The problem:
Your job is to copy every line in the material containing the word "Option".

Input records:
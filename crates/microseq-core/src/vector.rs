//! Trap and interrupt vector table indexed by the priority matrix selector.

use thiserror::Error;

/// Processor base pages selected by the two externally strapped base bits.
pub const PROCESSOR_BASE_PAGES: [u16; 4] = [0o000000, 0o160000, 0o172000, 0o173000];

/// Bus timeout vectors per base-bit combination. Base `0b11` has no vector.
pub const BUS_TIMEOUT_VECTORS: [Option<u16>; 4] =
    [Some(0o000004), Some(0o160004), Some(0o172004), None];

/// Vector class published in the priority output selector nibble.
#[derive(Debug, Clone, Copy, PartialEq, Eq, Hash)]
#[cfg_attr(feature = "serde", derive(serde::Deserialize, serde::Serialize))]
#[repr(u8)]
pub enum VectorSelect {
    /// Double bus error.
    DoubleError = 0b0000,
    /// Reserved or unrecognized opcode.
    ReservedOpcode = 0b0001,
    /// Trace trap and `BPT`.
    TraceTrap = 0b0010,
    /// `IOT`.
    Iot = 0b0011,
    /// Power fail.
    PowerFail = 0b0100,
    /// Bus timeout; address depends on the base bits.
    QbusTimeout = 0b0101,
    /// `EMT`.
    Emt = 0b0110,
    /// `TRAP`.
    Trap = 0b0111,
    /// Odd address.
    OddAddress = 0b1000,
    /// Radial `IRQ2` or timer event.
    Event = 0b1001,
    /// Radial `IRQ3`.
    Irq3 = 0b1010,
    /// Halt request (`IRQ1`).
    Halt = 0b1011,
    /// `HALT` instruction or bus timeout in halt mode.
    HaltTrap = 0b1100,
    /// Vectored interrupt; address from the vector register.
    Vectored = 0b1101,
    /// Power restore; address from the start register.
    Start = 0b1110,
}

impl VectorSelect {
    /// Decodes a selector nibble; `0b1111` selects no vector.
    #[must_use]
    pub const fn from_u4(bits: u8) -> Option<Self> {
        match bits {
            0b0000 => Some(Self::DoubleError),
            0b0001 => Some(Self::ReservedOpcode),
            0b0010 => Some(Self::TraceTrap),
            0b0011 => Some(Self::Iot),
            0b0100 => Some(Self::PowerFail),
            0b0101 => Some(Self::QbusTimeout),
            0b0110 => Some(Self::Emt),
            0b0111 => Some(Self::Trap),
            0b1000 => Some(Self::OddAddress),
            0b1001 => Some(Self::Event),
            0b1010 => Some(Self::Irq3),
            0b1011 => Some(Self::Halt),
            0b1100 => Some(Self::HaltTrap),
            0b1101 => Some(Self::Vectored),
            0b1110 => Some(Self::Start),
            _ => None,
        }
    }

    /// Selector nibble.
    #[must_use]
    pub const fn as_u4(self) -> u8 {
        self as u8
    }
}

/// Where a vector table entry takes its address from.
#[derive(Debug, Clone, Copy, PartialEq, Eq, Hash)]
pub enum VectorSource {
    /// Fixed address.
    Fixed(u16),
    /// Offset added to the selected processor base page.
    BasePage(u16),
    /// Per-base bus timeout table.
    BusTimeout,
    /// Caller vector register.
    VectorRegister,
    /// Caller start address.
    StartAddress,
}

/// Entry source for every selector, indexed by selector nibble.
pub const VECTOR_TABLE: [VectorSource; 15] = [
    VectorSource::Fixed(0o160006),
    VectorSource::Fixed(0o000004),
    VectorSource::Fixed(0o000014),
    VectorSource::Fixed(0o000020),
    VectorSource::Fixed(0o000024),
    VectorSource::BusTimeout,
    VectorSource::Fixed(0o000030),
    VectorSource::Fixed(0o000034),
    VectorSource::BasePage(0o004),
    VectorSource::Fixed(0o000100),
    VectorSource::Fixed(0o000270),
    VectorSource::BasePage(0o170),
    VectorSource::BasePage(0o174),
    VectorSource::VectorRegister,
    VectorSource::StartAddress,
];

/// Externally supplied inputs to vector resolution.
#[derive(Debug, Clone, Copy, PartialEq, Eq, Hash, Default)]
#[cfg_attr(feature = "serde", derive(serde::Deserialize, serde::Serialize))]
pub struct VectorContext {
    /// Processor base bits; only the low two are used.
    pub base: u8,
    /// Vector latched from the interrupting device.
    pub vector_register: u16,
    /// Power-up start address.
    pub start_address: u16,
}

impl VectorContext {
    /// Base page for the current base bits.
    #[must_use]
    pub const fn base_page(&self) -> u16 {
        PROCESSOR_BASE_PAGES[(self.base & 0x3) as usize]
    }
}

/// Vector resolution failures.
#[derive(Debug, Clone, Copy, PartialEq, Eq, Hash, Error)]
#[cfg_attr(feature = "serde", derive(serde::Deserialize, serde::Serialize))]
pub enum VectorError {
    /// The selector has no address for the supplied base bits.
    #[error("vector {select:?} has no address for processor base {base:#04b}")]
    UnmappedBase {
        /// Selector that failed.
        select: VectorSelect,
        /// Base bits supplied.
        base: u8,
    },
}

/// Table source of `select`.
#[must_use]
pub const fn vector_source(select: VectorSelect) -> VectorSource {
    VECTOR_TABLE[select.as_u4() as usize]
}

/// Resolves a selector to the address the vector fetch reads.
///
/// # Errors
///
/// Returns [`VectorError::UnmappedBase`] for a bus timeout with base bits
/// `0b11`, which the vector table leaves unassigned.
pub const fn resolve_vector(
    select: VectorSelect,
    context: &VectorContext,
) -> Result<u16, VectorError> {
    match vector_source(select) {
        VectorSource::Fixed(address) => Ok(address),
        VectorSource::BasePage(offset) => Ok(context.base_page() + offset),
        VectorSource::BusTimeout => match BUS_TIMEOUT_VECTORS[(context.base & 0x3) as usize] {
            Some(address) => Ok(address),
            None => Err(VectorError::UnmappedBase {
                select,
                base: context.base & 0x3,
            }),
        },
        VectorSource::VectorRegister => Ok(context.vector_register),
        VectorSource::StartAddress => Ok(context.start_address),
    }
}
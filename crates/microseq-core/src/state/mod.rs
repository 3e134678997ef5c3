//! Sequencer state: the microstate register and the microprogram address map.

pub mod address;
mod microstate;

pub use microstate::{
    ConditionCodes, Microstate, FEEDBACK_FIRST_CYCLE, FEEDBACK_MEMORY_DESTINATION,
    FEEDBACK_REGISTER_DESTINATION, MICROSTATE_MASK, MICROSTATE_WIDTH, NEXT_ADDRESS_INVERT,
};
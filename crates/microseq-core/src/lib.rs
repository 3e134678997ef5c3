//! Cycle-level model of a PLA-driven microcode sequencer with interrupt
//! priority arbitration.

/// Ternary product terms over the decode input word.
pub mod term;
pub use term::{decode_input, Term, INPUT_MASK, INPUT_WIDTH, IR_WIDTH, MR_WIDTH};

/// Shared sum-of-products plane and table integrity checks.
pub mod pla;
pub use pla::{MatrixTable, TableError, TermHits, MAX_OUTPUTS, MAX_TERMS};

/// Microstate register model and microprogram addresses.
pub mod state;
pub use state::{ConditionCodes, Microstate, MICROSTATE_MASK, MICROSTATE_WIDTH};

/// Typed view of the published control vector.
pub mod control;
pub use control::{
    AluOp, BusOp, BusWidth, ControlVector, FeedbackSource, IrOp, PswOp, RegisterSelect,
    CONTROL_MASK, CONTROL_WIDTH,
};

/// Instruction decode matrix.
pub mod decode;
pub use decode::DecodeMatrix;

/// Interrupt priority matrix and request vector assembly.
pub mod interrupt;
pub use interrupt::{
    InstructionTrap, InterruptMatrix, PriorityFeedback, PriorityOutput, RearmLines, RequestLine,
    RequestVector, PRIORITY_MASK, PRIORITY_WIDTH, REQUEST_MASK, REQUEST_WIDTH, TRAP_CODE_SHIFT,
};

/// Trap and interrupt vector table.
pub mod vector;
pub use vector::{resolve_vector, VectorContext, VectorError, VectorSelect, VectorSource};

/// Fault taxonomy and engine error types.
pub mod fault;
pub use fault::{EngineError, EngineFault, FaultClass, SnapshotError};

/// Engine diagnostics counters.
pub mod diag;
pub use diag::EngineDiag;

/// Public host-facing configuration, tracing and snapshot contract.
pub mod api;
pub use api::{
    EngineConfig, EngineSnapshot, MatrixVariant, SnapshotVersion, TraceEvent, TraceSink,
    DEFAULT_MAX_CYCLES_PER_INSTRUCTION, SNAPSHOT_BYTES,
};

/// Cycle sequencer.
pub mod engine;
pub use engine::{CycleInputs, CycleOutcome, MicrocodeEngine, RunOutcome, SelectedVector};

#[cfg(test)]
use proptest as _;
#[cfg(test)]
use rstest as _;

Solution to this problem:
pub const BUS_TIMEOUT_VECTORS: [Option<u16>; 4] =
    pub const fn from_u4(bits: u8) -> Option<Self> {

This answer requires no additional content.